Extended Data Fig. 1: Neutral-atom quantum computer architecture.

a, Experimental layout, featuring optical tools including static SLM and 2D moving AOD traps, global and local Raman single-qubit laser beams, 420-nm and 1,013-nm Rydberg beams and imaging system for both global and local imaging. b, Level structure for ⁸⁷Rb atoms, with the relevant atomic transitions used in this work. c, Control infrastructure used for programming quantum circuits, featuring several AWGs. In particular, the moving and Raman 2D AODs are each controlled by two waveforms (one for the x axis and one for the y axis).
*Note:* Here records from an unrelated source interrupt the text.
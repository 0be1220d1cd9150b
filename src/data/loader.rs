use std::path::Path;
use std::sync::Arc;

use anyhow::{bail, Context, Result};

use super::error::DataError;
use super::model::{CellValue, Dataset, Header, Record};

// ---------------------------------------------------------------------------
// File entry-point
// ---------------------------------------------------------------------------

/// Read a `.csv` file into memory.  Any other extension is rejected.
pub fn read_csv_file(path: &Path) -> Result<String> {
    let ext = path
        .extension()
        .and_then(|e| e.to_str())
        .unwrap_or("")
        .to_ascii_lowercase();

    if ext != "csv" {
        bail!("Unsupported file extension: .{ext} (expected .csv)");
    }

    std::fs::read_to_string(path).with_context(|| format!("reading {}", path.display()))
}

// ---------------------------------------------------------------------------
// Text parser
// ---------------------------------------------------------------------------

/// Parse comma-separated text into a [`Dataset`].
///
/// Layout rules:
/// * the whole text is trimmed, then split on `\n`
/// * the first line is the header, every following line a data row
/// * fields are split on `,`, trimmed, and have every `"` removed
///   (no quoting or escaping, a quoted field cannot contain a comma)
/// * a row whose field count differs from the header is dropped silently
pub fn parse_csv_text(text: &str) -> Result<Dataset, DataError> {
    let lines: Vec<&str> = text.trim().split('\n').collect();
    if lines.len() < 2 {
        return Err(DataError::insufficient_rows());
    }

    let header = Arc::new(Header::new(split_fields(lines[0])));

    let mut records = Vec::with_capacity(lines.len() - 1);
    let mut dropped = 0usize;
    for line in &lines[1..] {
        let values = split_fields(line)
            .iter()
            .map(|field| CellValue::from_token(field))
            .collect();
        match Record::new(header.clone(), values) {
            Some(record) => records.push(record),
            None => dropped += 1,
        }
    }

    if dropped > 0 {
        log::debug!("skipped {dropped} rows whose width differs from the header");
    }

    Ok(Dataset::new(header, records))
}

fn split_fields(line: &str) -> Vec<String> {
    line.split(',')
        .map(|field| field.trim().replace('"', ""))
        .collect()
}

#[cfg(test)]
mod tests {
    use super::*;
    use std::io::Write;
    use tempfile::Builder;

    #[test]
    fn test_parse_simple_csv() {
        let ds = parse_csv_text("a,b\n1,2\n3,4").unwrap();
        assert_eq!(ds.headers(), ["a", "b"]);
        assert_eq!(ds.len(), 2);
        assert_eq!(ds.records()[1].number("b"), Some(4.0));
    }

    #[test]
    fn test_single_data_line_is_enough() {
        let ds = parse_csv_text("a,b\n1,2").unwrap();
        assert_eq!(ds.len(), 1);
    }

    #[test]
    fn test_header_only_is_rejected() {
        assert_eq!(
            parse_csv_text("a,b,c\n"),
            Err(DataError::Format("insufficient rows".into()))
        );
        assert!(matches!(parse_csv_text(""), Err(DataError::Format(_))));
        assert!(matches!(parse_csv_text("  \n\n  "), Err(DataError::Format(_))));
    }

    #[test]
    fn test_mismatched_rows_are_dropped() {
        let ds = parse_csv_text("a,b\n1,2,3\n4,5\n6").unwrap();
        assert_eq!(ds.len(), 1);
        assert_eq!(ds.records()[0].number("a"), Some(4.0));
    }

    #[test]
    fn test_header_with_only_bad_rows_parses_empty() {
        let ds = parse_csv_text("a,b\n1,2,3").unwrap();
        assert!(ds.is_empty());
    }

    #[test]
    fn test_quotes_and_whitespace_are_stripped() {
        let ds = parse_csv_text("\"first\", \"second\" \n \"1\" , 2.5 ").unwrap();
        assert_eq!(ds.headers(), ["first", "second"]);
        assert_eq!(ds.records()[0].number("first"), Some(1.0));
        assert_eq!(ds.records()[0].number("second"), Some(2.5));
    }

    #[test]
    fn test_quoted_comma_splits_field() {
        // "x,y" is two fields once split, so the row is wider than the header.
        let ds = parse_csv_text("name,value\n\"x,y\",1\nz,2").unwrap();
        assert_eq!(ds.len(), 1);
        assert_eq!(
            ds.records()[0].get("name"),
            Some(&CellValue::Text("z".into()))
        );
    }

    #[test]
    fn test_crlf_line_endings() {
        let ds = parse_csv_text("a,b\r\n1,2\r\n3,4\r\n").unwrap();
        assert_eq!(ds.headers(), ["a", "b"]);
        assert_eq!(ds.len(), 2);
        assert_eq!(ds.records()[0].number("b"), Some(2.0));
    }

    #[test]
    fn test_empty_fields_are_kept_as_empty() {
        let ds = parse_csv_text("a,b\n1,\n,2").unwrap();
        assert_eq!(ds.len(), 2);
        assert_eq!(ds.records()[0].get("b"), Some(&CellValue::Empty));
    }

    #[test]
    fn test_read_csv_file() {
        let mut file = Builder::new().suffix(".CSV").tempfile().unwrap();
        writeln!(file, "a,b\n1,2").unwrap();
        file.flush().unwrap();

        let text = read_csv_file(file.path()).unwrap();
        assert!(text.starts_with("a,b"));
    }

    #[test]
    fn test_read_rejects_other_extensions() {
        let file = Builder::new().suffix(".json").tempfile().unwrap();
        let err = read_csv_file(file.path()).unwrap_err();
        assert!(err.to_string().contains("Unsupported file extension"));
    }
}
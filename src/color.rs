use palette::{LinSrgb, Mix, Srgb};

// ---------------------------------------------------------------------------
// Diverging colour scale: correlation value → RGB
// ---------------------------------------------------------------------------

/// Positive end of the scale (violet); also the diagonal.
pub const POSITIVE: Srgb<u8> = Srgb::new(124, 58, 237);
/// Negative end of the scale (blue).
pub const NEGATIVE: Srgb<u8> = Srgb::new(59, 130, 246);

const LABEL_LIGHT: [u8; 3] = [255, 255, 255];
const LABEL_DARK: [u8; 3] = [0x37, 0x41, 0x51];

/// Fill colour for a correlation value in `[-1, 1]`.
///
/// White at 0, fading toward violet for positive and blue for negative
/// values with intensity |v|.
pub fn correlation_color(value: f64) -> [u8; 3] {
    if value == 1.0 {
        return rgb(POSITIVE);
    }
    let intensity = value.abs().min(1.0) as f32;
    let target = if value > 0.0 { POSITIVE } else { NEGATIVE };
    blend_from_white(target, intensity)
}

/// Text colour that stays readable on [`correlation_color`].
pub fn label_color(value: f64) -> [u8; 3] {
    if value.abs() > 0.5 {
        LABEL_LIGHT
    } else {
        LABEL_DARK
    }
}

/// Mix in linear RGB, so midpoints come out lighter than a plain sRGB lerp.
fn blend_from_white(target: Srgb<u8>, intensity: f32) -> [u8; 3] {
    let white: LinSrgb = Srgb::new(1.0f32, 1.0, 1.0).into_linear();
    let target: LinSrgb = target.into_format::<f32>().into_linear();
    let mixed = Srgb::<f32>::from_linear(white.mix(target, intensity));
    rgb(mixed.into_format::<u8>())
}

fn rgb(c: Srgb<u8>) -> [u8; 3] {
    [c.red, c.green, c.blue]
}

#[cfg(test)]
mod tests {
    use super::*;

    #[test]
    fn test_diagonal_is_violet() {
        assert_eq!(correlation_color(1.0), [0x7c, 0x3a, 0xed]);
        assert_eq!(correlation_color(1.0), rgb(POSITIVE));
    }

    #[test]
    fn test_midpoint_is_lighter_than_srgb_lerp() {
        // A straight sRGB interpolation gives (190, 157, 246) at 0.5.
        let c = correlation_color(0.5);
        assert!(c[0] > 190 && c[1] > 157, "{c:?}");
        assert!(c[2] >= 237, "{c:?}");
    }

    #[test]
    fn test_zero_is_white() {
        assert_eq!(correlation_color(0.0), [255, 255, 255]);
    }

    #[test]
    fn test_full_negative_reaches_blue() {
        let c = correlation_color(-1.0);
        for (got, want) in c.iter().zip([59u8, 130, 246]) {
            assert!(got.abs_diff(want) <= 1, "{c:?}");
        }
    }

    #[test]
    fn test_sign_picks_hue() {
        let pos = correlation_color(0.6);
        let neg = correlation_color(-0.6);
        // Violet has more red than green, blue the other way round.
        assert!(pos[0] > pos[1]);
        assert!(neg[1] > neg[0]);
    }

    #[test]
    fn test_label_contrast() {
        assert_eq!(label_color(0.9), [255, 255, 255]);
        assert_eq!(label_color(-0.2), [0x37, 0x41, 0x51]);
    }
}
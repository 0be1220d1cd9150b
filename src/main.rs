mod app;
mod state;
mod ui;

use std::path::PathBuf;

use app::CorrStudioApp;
use corr_studio::config::{StudioConfig, CONFIG_ENV_VAR};
use eframe::egui;
use state::AppState;

fn main() -> eframe::Result {
    env_logger::init();

    let config = StudioConfig::load().unwrap_or_else(|e| {
        log::warn!("Ignoring ${CONFIG_ENV_VAR}: {e:#}");
        StudioConfig::default()
    });

    let mut state = AppState::new(config);
    if let Some(path) = std::env::args_os().nth(1).map(PathBuf::from) {
        state.load_path(&path);
    }

    let options = eframe::NativeOptions {
        viewport: egui::ViewportBuilder::default()
            .with_inner_size([1200.0, 800.0])
            .with_min_inner_size([600.0, 400.0])
            .with_drag_and_drop(true),
        ..Default::default()
    };

    eframe::run_native(
        "CorrMatrix – Visual Correlation Studio",
        options,
        Box::new(|_cc| Ok(Box::new(CorrStudioApp::new(state)))),
    )
}
/// Data layer: core types, parsing, and numeric column detection.
///
/// Architecture:
/// ```text
///   raw comma-separated text
///        │
///        ▼
///   ┌──────────┐
///   │  loader   │  split lines/fields → Dataset (Header + Records)
///   └──────────┘
///        │
///        ▼
///   ┌──────────┐
///   │ classify  │  >80% finite numbers → numeric column names
///   └──────────┘
///        │
///        ▼
///   analysis::correlation
/// ```

pub mod classify;
pub mod error;
pub mod loader;
pub mod model;

use error::DataError;
use model::Dataset;

/// A parsed upload together with the columns eligible for correlation.
#[derive(Debug, Clone, PartialEq)]
pub struct ParsedTable {
    pub dataset: Dataset,
    /// Numeric column names, in header order.
    pub numeric_columns: Vec<String>,
}

impl ParsedTable {
    /// All header names, numeric or not.
    pub fn headers(&self) -> &[String] {
        self.dataset.headers()
    }
}

/// Parse raw text and pick out its numeric columns.
pub fn parse_and_classify(raw: &str) -> Result<ParsedTable, DataError> {
    let dataset = loader::parse_csv_text(raw)?;
    let numeric_columns = classify::numeric_columns(&dataset)?;
    Ok(ParsedTable {
        dataset,
        numeric_columns,
    })
}
//! Rotary position embeddings, including the frequency rescaling that
//! long-context Llama checkpoints declare under `rope_scaling`.

use std::f32::consts::PI;

use candle_core::{DType, Device, Result as CandleResult, Tensor, D};

use crate::config::{ModelConfig, RopeScaling};

/// Per-dimension inverse frequencies, built once per model.
pub struct RotaryEmbedding {
    inv_freq: Tensor,
    dtype: DType,
    device: Device,
}

/// cos/sin tables for one contiguous run of absolute positions.
pub struct RotaryTables {
    cos: Tensor,
    sin: Tensor,
}

fn base_inv_freq(head_dim: usize, rope_theta: f32) -> Vec<f32> {
    (0..head_dim / 2)
        .map(|i| 1.0f32 / rope_theta.powf(2.0 * i as f32 / head_dim as f32))
        .collect()
}

fn scale_inv_freq(inv_freq: Vec<f32>, scaling: &RopeScaling) -> CandleResult<Vec<f32>> {
    match scaling.kind() {
        "default" => Ok(inv_freq),
        "linear" => Ok(inv_freq.into_iter().map(|f| f / scaling.factor).collect()),
        "llama3" => {
            let low = scaling.low_freq_factor.unwrap_or(1.0);
            let high = scaling.high_freq_factor.unwrap_or(4.0);
            let original = scaling.original_max_position_embeddings.unwrap_or(8192) as f32;
            if high <= low {
                return Err(candle_core::Error::msg(format!(
                    "llama3 rope_scaling: high_freq_factor {high} must exceed {low}"
                )));
            }

            let low_freq_wavelen = original / low;
            let high_freq_wavelen = original / high;

            Ok(inv_freq
                .into_iter()
                .map(|freq| {
                    let wavelen = 2.0 * PI / freq;
                    if wavelen < high_freq_wavelen {
                        freq
                    } else if wavelen > low_freq_wavelen {
                        freq / scaling.factor
                    } else {
                        let smooth = (original / wavelen - low) / (high - low);
                        (1.0 - smooth) * freq / scaling.factor + smooth * freq
                    }
                })
                .collect())
        }
        other => Err(candle_core::Error::msg(format!(
            "unsupported rope_scaling type {other:?}"
        ))),
    }
}

impl RotaryEmbedding {
    pub fn new(config: &ModelConfig, dtype: DType, device: &Device) -> CandleResult<Self> {
        let mut inv_freq = base_inv_freq(config.head_dim(), config.rope_theta);
        if let Some(scaling) = &config.rope_scaling {
            inv_freq = scale_inv_freq(inv_freq, scaling)?;
        }

        Ok(Self {
            inv_freq: Tensor::new(inv_freq.as_slice(), device)?,
            dtype,
            device: device.clone(),
        })
    }

    /// Tables for absolute positions `position..position + seq_len`.
    pub fn tables(&self, position: usize, seq_len: usize) -> CandleResult<RotaryTables> {
        let t = Tensor::arange(position as u32, (position + seq_len) as u32, &self.device)?
            .to_dtype(DType::F32)?; // (seq_len,)

        let freqs = t
            .unsqueeze(1)? // (seq_len, 1)
            .broadcast_mul(&self.inv_freq.unsqueeze(0)?)?; // (seq_len, head_dim / 2)

        let emb = Tensor::cat(&[&freqs, &freqs], 1)?; // (seq_len, head_dim)

        Ok(RotaryTables {
            cos: emb.cos()?.to_dtype(self.dtype)?,
            sin: emb.sin()?.to_dtype(self.dtype)?,
        })
    }
}

impl RotaryTables {
    fn rotate_half(x: &Tensor) -> CandleResult<Tensor> {
        let last_dim = x.dim(D::Minus1)?;

        let xs1 = x.narrow(D::Minus1, 0, last_dim / 2)?;
        let xs2 = x.narrow(D::Minus1, last_dim / 2, last_dim - last_dim / 2)?;

        Tensor::cat(&[&xs2.neg()?, &xs1], D::Minus1)
    }

    /// `x' = x * cos + rotate_half(x) * sin` for `x` of shape
    /// `(batch, heads, seq_len, head_dim)`.
    pub fn apply(&self, x: &Tensor) -> CandleResult<Tensor> {
        x.broadcast_mul(&self.cos)? + Self::rotate_half(x)?.broadcast_mul(&self.sin)?
    }
}
use candle_core::safetensors::MmapedSafetensors;
use candle_core::Result as CandleResult;
use candle_core::{DType, Device, Tensor};

use crate::llm::activation::Activation;
use crate::llm::layer::Layer;
use crate::llm::linear::LinearLayer;

/// Gated feed-forward block: `down(act(gate(x)) * up(x))`.
pub struct MlpLayer {
    gate_proj: LinearLayer,
    up_proj: LinearLayer,
    down_proj: LinearLayer,
    activation: Activation,
    device: Device,
}

impl MlpLayer {
    pub fn new(
        weights_map: &MmapedSafetensors,
        prefix: &str,
        device: &Device,
        dtype: DType,
        activation: Activation,
    ) -> CandleResult<Self> {
        let gate_proj = LinearLayer::new(
            weights_map,
            &format!("{}.gate_proj", prefix),
            device,
            dtype,
        )?;
        let up_proj = LinearLayer::new(weights_map, &format!("{}.up_proj", prefix), device, dtype)?;
        let down_proj = LinearLayer::new(
            weights_map,
            &format!("{}.down_proj", prefix),
            device,
            dtype,
        )?;
        Ok(Self {
            gate_proj,
            up_proj,
            down_proj,
            activation,
            device: device.clone(),
        })
    }
}

impl Layer for MlpLayer {
    fn forward(&self, input: &Tensor) -> CandleResult<Tensor> {
        let input = input.to_device(&self.device)?;
        let gate_output = self.gate_proj.forward(&input)?;
        let up_output = self.up_proj.forward(&input)?;
        let activated = self.activation.apply(&gate_output)?;
        let multiplied = activated.mul(&up_output)?;
        self.down_proj.forward(&multiplied)
    }
}
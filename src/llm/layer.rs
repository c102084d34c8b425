use candle_core::Result as CandleResult;
use candle_core::Tensor;

pub trait Layer {
    fn forward(&self, input: &Tensor) -> CandleResult<Tensor>;
}
pub mod error;
pub mod handlers;
pub mod models;
pub mod server;

pub use server::create_router;
use thiserror::Error;

/// Failures raised while turning a prompt into generated text.
#[derive(Debug, Error)]
pub enum GenerationError {
    #[error("Tokenization failed: {0}")]
    Tokenizer(String),

    #[error("Prompt encoded to zero tokens")]
    EmptyPrompt,

    #[error("`temperature` (={0}) has to be a strictly positive float")]
    InvalidTemperature(f64),

    #[error("Sampling failed: {0}")]
    Sampling(String),

    #[error(transparent)]
    Tensor(#[from] candle_core::Error),
}
use std::fmt;

use candle_core::{DType, Device};
use serde::Serialize;

/// Which kind of compute target the model weights live on.
#[derive(Debug, Clone, Copy, PartialEq, Eq, Serialize)]
#[serde(rename_all = "lowercase")]
pub enum DeviceKind {
    Cuda,
    Cpu,
}

impl DeviceKind {
    pub fn of(device: &Device) -> Self {
        if device.is_cuda() {
            DeviceKind::Cuda
        } else {
            DeviceKind::Cpu
        }
    }

    /// Half precision on the accelerator, full precision on the CPU.
    pub fn dtype(self) -> DType {
        match self {
            DeviceKind::Cuda => DType::F16,
            DeviceKind::Cpu => DType::F32,
        }
    }

    pub fn as_str(self) -> &'static str {
        match self {
            DeviceKind::Cuda => "cuda",
            DeviceKind::Cpu => "cpu",
        }
    }
}

impl fmt::Display for DeviceKind {
    fn fmt(&self, f: &mut fmt::Formatter<'_>) -> fmt::Result {
        f.write_str(self.as_str())
    }
}

/// Picks the first CUDA device when one is usable, the CPU otherwise.
pub fn select_device() -> candle_core::Result<Device> {
    Device::cuda_if_available(0)
}

pub fn cuda_available() -> bool {
    candle_core::utils::cuda_is_available()
}
use candle_core::{safetensors::MmapedSafetensors, DType, Device, Result as CandleResult, Tensor};

use crate::llm::layer::Layer;

pub struct RMSNormLayer {
    weights: Tensor,
    eps: f64,
    device: Device,
}

impl RMSNormLayer {
    pub fn new(
        weights_map: &MmapedSafetensors,
        prefix: &str,
        device: &Device,
        eps: f64,
        dtype: DType,
    ) -> CandleResult<Self> {
        let weights = weights_map
            .load(&format!("{}.weight", prefix), device)?
            .to_dtype(dtype)?;

        Ok(Self {
            weights,
            eps,
            device: device.clone(),
        })
    }
}

impl Layer for RMSNormLayer {
    fn forward(&self, input: &Tensor) -> CandleResult<Tensor> {
        let input = input.to_device(&self.device)?;
        let orig_dtype = input.dtype();

        // Variance in f32, half precision overflows on long hidden sizes.
        let input = input.to_dtype(DType::F32)?;
        let variance = input.sqr()?.mean_keepdim(candle_core::D::Minus1)?;
        let rms = variance.affine(1.0, self.eps)?.sqrt()?;

        let norm_x = input.broadcast_mul(&rms.recip()?)?.to_dtype(orig_dtype)?;

        norm_x.broadcast_mul(&self.weights)
    }
}
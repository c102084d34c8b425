use candle_core::{Result as CandleResult, Tensor};

#[derive(Debug, Clone, Copy, PartialEq, Eq)]
pub enum Activation {
    Gelu,
    Relu,
    Silu,
}

impl TryFrom<&str> for Activation {
    type Error = candle_core::Error;

    fn try_from(name: &str) -> CandleResult<Self> {
        match name {
            "gelu" | "gelu_new" | "gelu_pytorch_tanh" => Ok(Activation::Gelu),
            "relu" => Ok(Activation::Relu),
            "silu" | "swish" => Ok(Activation::Silu),
            other => Err(candle_core::Error::msg(format!(
                "Unsupported activation function: {other}"
            ))),
        }
    }
}

impl Activation {
    pub fn apply(&self, input: &Tensor) -> CandleResult<Tensor> {
        match self {
            Activation::Gelu => input.gelu(),
            Activation::Relu => input.relu(),
            Activation::Silu => input.silu(),
        }
    }
}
An additional AWG is used in first-in-first-out (FIFO) mode for rearrangement before the circuit begins and then the moving AOD control is switched to the ‘Moving AWG’. See ref. ³⁰ for further SLM and pre-circuit rearrangement details, ref. ⁸ for further Rydberg AWG details and Rydberg excitation details, refs. ^7,63 for further Raman laser and microwave control infrastructure details and ref. ⁷ for further moving AWG details. All AWGs (other than the ‘Rearrangement AWG’) are synchronized to <10 ns jitter. During Rydberg gates, the traps are briefly pulsed off by a TTL. The FPGA processes images from the camera in real time and, in this work, sends control signals to the Raman 2D AOD for local single-qubit control. d, Example array layout featuring entangling, storage and readout zones. Zones can be directly reprogrammed and repositioned for different applications, as well as specific tweezer site locations. Tweezer beams and local Raman control are projected from out of plane. The entire objective field of view is 400 μm in diameter and, consequently, we do not expect or observe substantial tweezer deformation near the edges of our processor. During two-qubit Rydberg gates, we place atoms ≲2 μm apart within a gate site and gate sites are separated such that atoms in different gate sites are no closer than 10 μm during the gate. At our present n = 53 and two-photon Rabi frequency of 4.6 MHz, the blockade radius is roughly 4.3 μm, such that adjacent atoms are well within blockade and distant atoms are well outside blockade.